**Aim of the task**
Every line with the string "library" in it belongs in your answer, so copy them all from the data.

Stored data:
# # # # # # #
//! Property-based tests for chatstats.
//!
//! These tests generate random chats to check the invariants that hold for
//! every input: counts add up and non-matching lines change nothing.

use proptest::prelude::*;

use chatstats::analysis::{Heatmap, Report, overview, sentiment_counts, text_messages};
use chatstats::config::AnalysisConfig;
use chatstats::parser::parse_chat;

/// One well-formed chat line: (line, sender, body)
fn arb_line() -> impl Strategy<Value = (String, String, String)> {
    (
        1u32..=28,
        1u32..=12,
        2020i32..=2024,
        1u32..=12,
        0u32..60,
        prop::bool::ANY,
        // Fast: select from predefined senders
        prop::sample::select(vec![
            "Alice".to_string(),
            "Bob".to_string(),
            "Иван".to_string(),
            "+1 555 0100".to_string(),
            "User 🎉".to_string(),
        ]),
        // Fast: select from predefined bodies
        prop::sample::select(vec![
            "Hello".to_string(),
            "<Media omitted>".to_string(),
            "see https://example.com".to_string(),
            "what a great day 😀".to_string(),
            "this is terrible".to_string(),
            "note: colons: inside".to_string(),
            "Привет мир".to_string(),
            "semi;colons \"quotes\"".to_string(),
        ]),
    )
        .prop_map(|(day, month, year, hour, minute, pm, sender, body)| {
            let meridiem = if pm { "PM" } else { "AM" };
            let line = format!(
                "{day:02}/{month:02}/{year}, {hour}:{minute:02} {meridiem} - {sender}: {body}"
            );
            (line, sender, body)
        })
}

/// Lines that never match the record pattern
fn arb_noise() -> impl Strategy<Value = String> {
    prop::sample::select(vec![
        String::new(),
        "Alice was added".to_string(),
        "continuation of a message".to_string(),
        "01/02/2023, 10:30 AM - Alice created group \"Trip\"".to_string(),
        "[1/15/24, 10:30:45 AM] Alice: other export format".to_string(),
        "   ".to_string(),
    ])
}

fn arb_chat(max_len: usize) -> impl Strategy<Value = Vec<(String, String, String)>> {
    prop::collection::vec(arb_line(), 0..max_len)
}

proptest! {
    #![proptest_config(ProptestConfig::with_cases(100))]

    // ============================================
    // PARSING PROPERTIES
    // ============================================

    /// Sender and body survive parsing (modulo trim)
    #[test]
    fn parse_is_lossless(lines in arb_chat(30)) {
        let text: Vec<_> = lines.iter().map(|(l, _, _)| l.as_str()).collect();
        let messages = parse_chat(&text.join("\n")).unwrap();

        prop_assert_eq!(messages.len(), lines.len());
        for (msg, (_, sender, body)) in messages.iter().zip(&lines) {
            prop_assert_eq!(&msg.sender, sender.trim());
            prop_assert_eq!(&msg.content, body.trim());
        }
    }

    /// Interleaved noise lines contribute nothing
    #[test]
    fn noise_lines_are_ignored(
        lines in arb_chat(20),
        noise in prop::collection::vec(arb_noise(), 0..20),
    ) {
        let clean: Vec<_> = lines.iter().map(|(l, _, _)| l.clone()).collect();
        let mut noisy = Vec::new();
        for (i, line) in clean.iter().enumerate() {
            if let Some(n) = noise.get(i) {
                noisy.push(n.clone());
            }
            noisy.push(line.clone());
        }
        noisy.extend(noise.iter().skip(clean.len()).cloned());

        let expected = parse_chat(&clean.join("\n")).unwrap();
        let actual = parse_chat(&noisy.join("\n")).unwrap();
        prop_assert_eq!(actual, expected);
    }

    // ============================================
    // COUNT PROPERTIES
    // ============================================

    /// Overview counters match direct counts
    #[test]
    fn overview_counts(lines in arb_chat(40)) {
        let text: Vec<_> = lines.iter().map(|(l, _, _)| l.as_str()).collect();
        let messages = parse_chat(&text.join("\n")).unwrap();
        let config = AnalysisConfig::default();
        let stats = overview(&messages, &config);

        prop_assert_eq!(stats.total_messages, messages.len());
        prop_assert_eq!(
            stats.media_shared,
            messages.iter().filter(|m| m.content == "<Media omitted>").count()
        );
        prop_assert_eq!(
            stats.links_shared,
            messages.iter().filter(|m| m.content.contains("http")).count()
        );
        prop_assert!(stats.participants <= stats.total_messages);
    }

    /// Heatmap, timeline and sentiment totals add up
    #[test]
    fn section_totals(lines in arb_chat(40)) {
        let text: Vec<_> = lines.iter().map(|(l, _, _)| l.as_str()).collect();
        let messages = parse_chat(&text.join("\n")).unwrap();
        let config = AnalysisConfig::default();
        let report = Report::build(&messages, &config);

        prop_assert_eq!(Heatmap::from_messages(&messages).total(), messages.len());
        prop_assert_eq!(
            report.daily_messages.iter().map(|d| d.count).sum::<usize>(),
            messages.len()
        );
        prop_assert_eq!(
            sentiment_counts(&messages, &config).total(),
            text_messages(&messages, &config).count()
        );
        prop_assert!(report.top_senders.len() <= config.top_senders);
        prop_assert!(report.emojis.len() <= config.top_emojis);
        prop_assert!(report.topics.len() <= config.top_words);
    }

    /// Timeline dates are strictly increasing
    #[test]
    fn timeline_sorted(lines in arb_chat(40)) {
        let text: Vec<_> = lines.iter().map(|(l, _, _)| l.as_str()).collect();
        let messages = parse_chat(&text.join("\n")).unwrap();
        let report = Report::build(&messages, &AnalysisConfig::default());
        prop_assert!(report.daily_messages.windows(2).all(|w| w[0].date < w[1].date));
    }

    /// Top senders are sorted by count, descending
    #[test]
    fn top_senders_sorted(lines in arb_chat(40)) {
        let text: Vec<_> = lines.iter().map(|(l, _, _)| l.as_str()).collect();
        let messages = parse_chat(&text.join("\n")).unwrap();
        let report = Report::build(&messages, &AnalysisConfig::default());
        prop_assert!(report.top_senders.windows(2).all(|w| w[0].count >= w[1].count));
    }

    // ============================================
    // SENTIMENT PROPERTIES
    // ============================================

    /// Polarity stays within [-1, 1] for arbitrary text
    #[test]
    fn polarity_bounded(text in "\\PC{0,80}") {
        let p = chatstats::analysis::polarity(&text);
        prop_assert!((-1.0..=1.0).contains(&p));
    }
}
# # # # # # #
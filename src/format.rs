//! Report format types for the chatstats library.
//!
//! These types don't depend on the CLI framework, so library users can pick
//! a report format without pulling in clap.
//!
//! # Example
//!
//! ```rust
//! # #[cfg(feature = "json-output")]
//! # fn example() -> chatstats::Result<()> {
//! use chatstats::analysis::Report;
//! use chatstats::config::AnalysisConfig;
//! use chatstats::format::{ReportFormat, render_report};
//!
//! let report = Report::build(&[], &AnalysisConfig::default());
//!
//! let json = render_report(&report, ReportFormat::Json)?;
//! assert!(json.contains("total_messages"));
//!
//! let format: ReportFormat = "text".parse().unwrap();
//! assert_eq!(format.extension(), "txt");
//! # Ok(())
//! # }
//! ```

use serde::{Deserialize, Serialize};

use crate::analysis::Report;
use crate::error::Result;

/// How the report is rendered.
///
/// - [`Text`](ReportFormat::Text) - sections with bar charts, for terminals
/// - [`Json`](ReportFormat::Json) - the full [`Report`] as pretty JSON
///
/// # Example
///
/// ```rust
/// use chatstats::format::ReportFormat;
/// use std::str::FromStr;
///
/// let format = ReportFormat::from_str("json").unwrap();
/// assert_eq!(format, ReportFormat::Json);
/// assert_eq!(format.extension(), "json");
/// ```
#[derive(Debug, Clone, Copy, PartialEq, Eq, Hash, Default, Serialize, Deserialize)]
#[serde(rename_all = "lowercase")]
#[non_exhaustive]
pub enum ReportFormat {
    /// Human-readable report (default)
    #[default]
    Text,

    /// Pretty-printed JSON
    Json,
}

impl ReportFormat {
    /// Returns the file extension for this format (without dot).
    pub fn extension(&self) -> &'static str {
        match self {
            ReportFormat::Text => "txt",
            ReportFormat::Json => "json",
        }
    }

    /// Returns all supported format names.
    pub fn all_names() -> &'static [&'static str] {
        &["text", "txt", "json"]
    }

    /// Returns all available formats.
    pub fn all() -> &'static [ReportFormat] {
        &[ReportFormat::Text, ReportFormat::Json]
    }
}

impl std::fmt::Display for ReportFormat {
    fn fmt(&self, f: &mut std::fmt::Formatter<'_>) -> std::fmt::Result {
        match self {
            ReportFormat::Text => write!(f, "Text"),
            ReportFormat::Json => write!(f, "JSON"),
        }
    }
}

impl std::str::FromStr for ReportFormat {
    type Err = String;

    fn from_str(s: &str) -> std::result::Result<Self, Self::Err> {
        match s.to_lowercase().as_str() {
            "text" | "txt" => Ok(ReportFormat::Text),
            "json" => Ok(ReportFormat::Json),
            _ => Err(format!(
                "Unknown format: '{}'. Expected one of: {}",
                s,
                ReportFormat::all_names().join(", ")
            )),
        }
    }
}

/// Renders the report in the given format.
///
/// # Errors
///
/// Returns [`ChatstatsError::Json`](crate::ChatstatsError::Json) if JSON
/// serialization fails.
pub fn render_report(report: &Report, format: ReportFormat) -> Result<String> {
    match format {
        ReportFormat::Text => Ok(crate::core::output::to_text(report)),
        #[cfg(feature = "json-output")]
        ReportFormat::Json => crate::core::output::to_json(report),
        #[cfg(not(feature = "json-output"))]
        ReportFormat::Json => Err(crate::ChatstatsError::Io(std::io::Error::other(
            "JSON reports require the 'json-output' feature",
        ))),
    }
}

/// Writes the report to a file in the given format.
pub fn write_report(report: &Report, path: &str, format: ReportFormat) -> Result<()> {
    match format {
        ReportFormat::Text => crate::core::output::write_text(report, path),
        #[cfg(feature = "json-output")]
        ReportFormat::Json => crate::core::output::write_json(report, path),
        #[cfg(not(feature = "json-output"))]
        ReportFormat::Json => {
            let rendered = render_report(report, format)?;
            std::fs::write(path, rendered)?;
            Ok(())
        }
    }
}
# # # # # # #
**Output for this exercise**
//! Report format types for the chatstats library.
//! These types don't depend on the CLI framework, so library users can pick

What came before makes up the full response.